**THE PROBLEM**:
All the data below should be printed again without a single difference.

**INFORMATION SUPPLIED**:
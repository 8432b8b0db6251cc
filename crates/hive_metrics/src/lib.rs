//! Hive Metrics - timing helpers for the ECS runtime
//!
//! Provides zero-cost abstractions for timing collection that completely
//! vanish in production builds via feature flags.
//!
//! # Feature Flags
//!
//! - `metrics` - Enable timing collection (default: disabled)
//!
//! # Usage
//!
//! ```ignore
//! use hive_metrics::{FrameTimer, SystemProfiler};
//!
//! let mut ticks = FrameTimer::new(60); // Track last 60 ticks
//! let mut profiler = SystemProfiler::new(60);
//! ticks.begin();
//! profiler.time_system("movement", || movement.run());
//! ticks.end();
//! println!("{:.1} ticks/s", ticks.fps());
//! ```
//!
//! Without the `metrics` feature the same types exist as empty stubs, so
//! callers never need their own `cfg` guards.

#[cfg(feature = "metrics")]
mod frame_timer;
#[cfg(feature = "metrics")]
mod ring_buffer;
#[cfg(feature = "metrics")]
mod system_profiler;

#[cfg(feature = "metrics")]
pub use frame_timer::FrameTimer;
#[cfg(feature = "metrics")]
pub use ring_buffer::RingBuffer;
#[cfg(feature = "metrics")]
pub use system_profiler::{SystemProfiler, SystemTiming};

// ============================================================================
// Macros for conditional compilation
// ============================================================================

/// Execute code only when metrics are enabled
#[macro_export]
macro_rules! metrics {
    ($($tt:tt)*) => {
        #[cfg(feature = "metrics")]
        {
            $($tt)*
        }
    };
}

/// Time a block under `name` (zero-cost when metrics disabled)
#[macro_export]
macro_rules! time_scope {
    ($profiler:expr, $name:expr, $body:block) => {{
        #[cfg(feature = "metrics")]
        let result = $profiler.time_system($name, || $body);
        #[cfg(not(feature = "metrics"))]
        let result = $body;
        result
    }};
}

// ============================================================================
// No-op stubs when metrics disabled
// ============================================================================

#[cfg(not(feature = "metrics"))]
#[derive(Debug, Default)]
pub struct FrameTimer;

#[cfg(not(feature = "metrics"))]
impl FrameTimer {
    pub fn new(_capacity: usize) -> Self { Self }
    pub fn begin(&mut self) {}
    pub fn end(&mut self) {}
    pub fn frames(&self) -> u64 { 0 }
    pub fn fps(&self) -> f64 { 0.0 }
    pub fn frame_time_ms(&self) -> f64 { 0.0 }
    pub fn frame_time_range_ms(&self) -> (f64, f64) { (0.0, 0.0) }
}

#[cfg(not(feature = "metrics"))]
#[derive(Debug, Clone, Copy, Default, PartialEq)]
pub struct SystemTiming {
    pub passes: u64,
    pub total: std::time::Duration,
    pub average: std::time::Duration,
    pub last: std::time::Duration,
}

#[cfg(not(feature = "metrics"))]
#[derive(Debug, Default)]
pub struct SystemProfiler;

#[cfg(not(feature = "metrics"))]
impl SystemProfiler {
    pub fn new(_window: usize) -> Self { Self }
    pub fn time_system<F, R>(&mut self, _name: &str, f: F) -> R where F: FnOnce() -> R { f() }
    pub fn record(&mut self, _name: &str, _elapsed: std::time::Duration) {}
    pub fn timing(&self, _name: &str) -> Option<SystemTiming> { None }
    pub fn report(&self) -> Vec<(String, SystemTiming)> { Vec::new() }
    pub fn reset(&mut self) {}
}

**SOLUTION BELOW**:
repository 8432b8b0db6251cc
filename crates/hive_metrics/src/lib.rs
//! Hive Metrics - timing helpers for the ECS runtime
//!
//! Provides zero-cost abstractions for timing collection that completely
//! vanish in production builds via feature flags.
//!
//! # Feature Flags
//!
//! - `metrics` - Enable timing collection (default: disabled)
//!
//! # Usage
//!
//! ```ignore
//! use hive_metrics::{FrameTimer, SystemProfiler};
//!
//! let mut ticks = FrameTimer::new(60); // Track last 60 ticks
//! let mut profiler = SystemProfiler::new(60);
//! ticks.begin();
//! profiler.time_system("movement", || movement.run());
//! ticks.end();
//! println!("{:.1} ticks/s", ticks.fps());
//! ```
//!
//! Without the `metrics` feature the same types exist as empty stubs, so
//! callers never need their own `cfg` guards.

#[cfg(feature = "metrics")]
mod frame_timer;
#[cfg(feature = "metrics")]
mod ring_buffer;
#[cfg(feature = "metrics")]
mod system_profiler;

#[cfg(feature = "metrics")]
pub use frame_timer::FrameTimer;
#[cfg(feature = "metrics")]
pub use ring_buffer::RingBuffer;
#[cfg(feature = "metrics")]
pub use system_profiler::{SystemProfiler, SystemTiming};

// ============================================================================
// Macros for conditional compilation
// ============================================================================

/// Execute code only when metrics are enabled
#[macro_export]
macro_rules! metrics {
    ($($tt:tt)*) => {
        #[cfg(feature = "metrics")]
        {
            $($tt)*
        }
    };
}

/// Time a block under `name` (zero-cost when metrics disabled)
#[macro_export]
macro_rules! time_scope {
    ($profiler:expr, $name:expr, $body:block) => {{
        #[cfg(feature = "metrics")]
        let result = $profiler.time_system($name, || $body);
        #[cfg(not(feature = "metrics"))]
        let result = $body;
        result
    }};
}

// ============================================================================
// No-op stubs when metrics disabled
// ============================================================================

#[cfg(not(feature = "metrics"))]
#[derive(Debug, Default)]
pub struct FrameTimer;

#[cfg(not(feature = "metrics"))]
impl FrameTimer {
    pub fn new(_capacity: usize) -> Self { Self }
    pub fn begin(&mut self) {}
    pub fn end(&mut self) {}
    pub fn frames(&self) -> u64 { 0 }
    pub fn fps(&self) -> f64 { 0.0 }
    pub fn frame_time_ms(&self) -> f64 { 0.0 }
    pub fn frame_time_range_ms(&self) -> (f64, f64) { (0.0, 0.0) }
}

#[cfg(not(feature = "metrics"))]
#[derive(Debug, Clone, Copy, Default, PartialEq)]
pub struct SystemTiming {
    pub passes: u64,
    pub total: std::time::Duration,
    pub average: std::time::Duration,
    pub last: std::time::Duration,
}

#[cfg(not(feature = "metrics"))]
#[derive(Debug, Default)]
pub struct SystemProfiler;

#[cfg(not(feature = "metrics"))]
impl SystemProfiler {
    pub fn new(_window: usize) -> Self { Self }
    pub fn time_system<F, R>(&mut self, _name: &str, f: F) -> R where F: FnOnce() -> R { f() }
    pub fn record(&mut self, _name: &str, _elapsed: std::time::Duration) {}
    pub fn timing(&self, _name: &str) -> Option<SystemTiming> { None }
    pub fn report(&self) -> Vec<(String, SystemTiming)> { Vec::new() }
    pub fn reset(&mut self) {}
}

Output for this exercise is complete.